La importancia de la hidratación y alimentación en verano
Durante los meses de calor, la pérdida de líquidos a través del sudor aumenta, por lo que una hidratación adecuada es vital. Tanto en niños como en personas mayores, la deshidratación puede causar fatiga, dolor de cabeza, disminución de la concentración e incluso complicaciones más graves.
Para mantener un nivel de hidratación óptimo, es importante:
- Ofrecer agua de manera frecuente durante el día
- Incluir infusiones frías o bebidas sin azúcar
- Incorporar alimentos ricos en agua, como frutas y verduras
- Adaptar las raciones según la edad y el nivel de actividad
En Enasui, los menús de verano están diseñados para garantizar que tanto niños en comedores escolares como mayores en residencias reciban la hidratación necesaria a través de líquidos y alimentos frescos, cuidando siempre la seguridad alimentaria
Alimentación ligera y nutritiva
La alimentación en verano debe ser ligera, fácil de digerir y, al mismo tiempo, equilibrada. Los comedores escolares y residencias necesitan menús que aporten todos los nutrientes esenciales sin sobrecargar el sistema digestivo.
Algunas recomendaciones son:
- Platos fríos o templados: cremas, ensaladas completas o purés suaves
- Proteínas de calidad: pescado blanco, pollo, pavo, huevo o legumbres cocidas
- Carbohidratos complejos: arroz, pasta integral o patatas
- Frutas de temporada: melón, sandía, fresas y melocotón, que aportan agua y vitaminas
- Snacks saludables: yogures, gelatinas o compotas sin azúcar añadido
Estos alimentos ayudan a mantener la energía, mejorar la digestión y aportar nutrientes esenciales sin causar sensación de pesadez.
Adaptación a necesidades especiales
En residencias de mayores o en comedores escolares, no todos los usuarios tienen las mismas necesidades.

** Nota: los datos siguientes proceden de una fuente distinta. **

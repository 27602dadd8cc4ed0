//! Errors raised while parsing or validating fundamental types.

use thiserror::Error;

#[derive(Debug, Error, PartialEq, Eq)]
pub enum TypesError {
    #[error("invalid address: {0}")]
    InvalidAddress(String),

    #[error("invalid denom: {0}")]
    InvalidDenom(String),

    #[error("invalid coins: {0}")]
    InvalidCoins(String),
}
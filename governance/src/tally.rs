//! Vote tallying.

use crate::error::GovError;
use crate::keeper::GovKeeper;
use crate::params::TallyParams;
use crate::proposal::Proposal;
use crate::vote::TallyResult;

const BPS: u128 = 10_000;

/// Outcome of counting the votes on one proposal.
#[derive(Clone, Debug, PartialEq, Eq)]
pub struct TallyOutcome {
    pub passes: bool,
    pub burn_deposits: bool,
    pub result: TallyResult,
}

/// `part / whole > bps / 10_000` in integer arithmetic.
fn exceeds(part: u128, whole: u128, bps: u32) -> bool {
    part.saturating_mul(BPS) > whole.saturating_mul(u128::from(bps))
}

/// Decide a proposal from already weighted votes.
///
/// - no voting power in existence: fail, refund;
/// - turnout below quorum: fail, burn;
/// - everyone abstained: fail, refund;
/// - vetoed: fail, burn;
/// - Yes above threshold of non-abstaining power: pass, refund;
/// - otherwise: fail, refund.
pub fn decide(result: TallyResult, total_power: u128, params: &TallyParams) -> TallyOutcome {
    let outcome = |passes, burn_deposits, result| TallyOutcome {
        passes,
        burn_deposits,
        result,
    };
    if total_power == 0 {
        return outcome(false, false, result);
    }
    let voted = result.total();
    if voted.saturating_mul(BPS) < total_power.saturating_mul(u128::from(params.quorum_bps)) {
        return outcome(false, true, result);
    }
    let non_abstain = voted - result.abstain;
    if non_abstain == 0 {
        return outcome(false, false, result);
    }
    if exceeds(result.no_with_veto, voted, params.veto_bps) {
        return outcome(false, true, result);
    }
    if exceeds(result.yes, non_abstain, params.threshold_bps) {
        return outcome(true, false, result);
    }
    outcome(false, false, result)
}

/// Weigh every vote on `proposal` by the voter's power and decide it.
pub fn tally(keeper: &GovKeeper, proposal: &Proposal) -> Result<TallyOutcome, GovError> {
    let staking = keeper.staking();
    let mut result = TallyResult::default();
    for vote in keeper.votes(proposal.id)? {
        result.add(vote.option, staking.voting_power(&vote.voter)?);
    }
    let total = staking.total_voting_power()?;
    let params = keeper.params()?.tally;
    let outcome = decide(result, total, &params);
    tracing::debug!(
        proposal_id = proposal.id,
        total_power = total,
        passes = outcome.passes,
        burn = outcome.burn_deposits,
        "proposal tallied"
    );
    Ok(outcome)
}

Por ello, los menús deben adaptarse a:
- Intolerancias y alergias alimentarias
- Patologías específicas como diabetes o hipertensión
- Texturas modificadas en casos de disfagia o dificultades de masticación
En Enasui, la planificación de menús se realiza por nutricionistas especializados, asegurando que cada residente o alumno reciba una dieta equilibrada, segura y adaptada a sus requerimientos.
Consejos prácticos para la hidratación y alimentación en verano
Además de planificar menús, existen estrategias sencillas para mejorar la hidratación:
- Servir agua antes, durante y después de las comidas
- Incorporar frutas y verduras frescas en cada comida
- Utilizar sopas frías o gelatinas como complemento de líquidos
- Evitar bebidas muy azucaradas que puedan deshidratar
Estas acciones simples, pero efectivas, son clave para mantener la salud en verano, especialmente en entornos colectivos donde la supervisión nutricional es esencial.
Recuerda
La combinación de alimentación equilibrada e hidratación adecuada es fundamental durante el verano, tanto en comedores escolares como en residencias de mayores. Los menús bien planificados, frescos, ligeros y adaptados a las necesidades individuales contribuyen a prevenir la deshidratación, mejorar la digestión y garantizar el bienestar de todos los usuarios. En definitiva, cuidar lo que se sirve en la mesa es cuidar también la salud y la calidad de vida.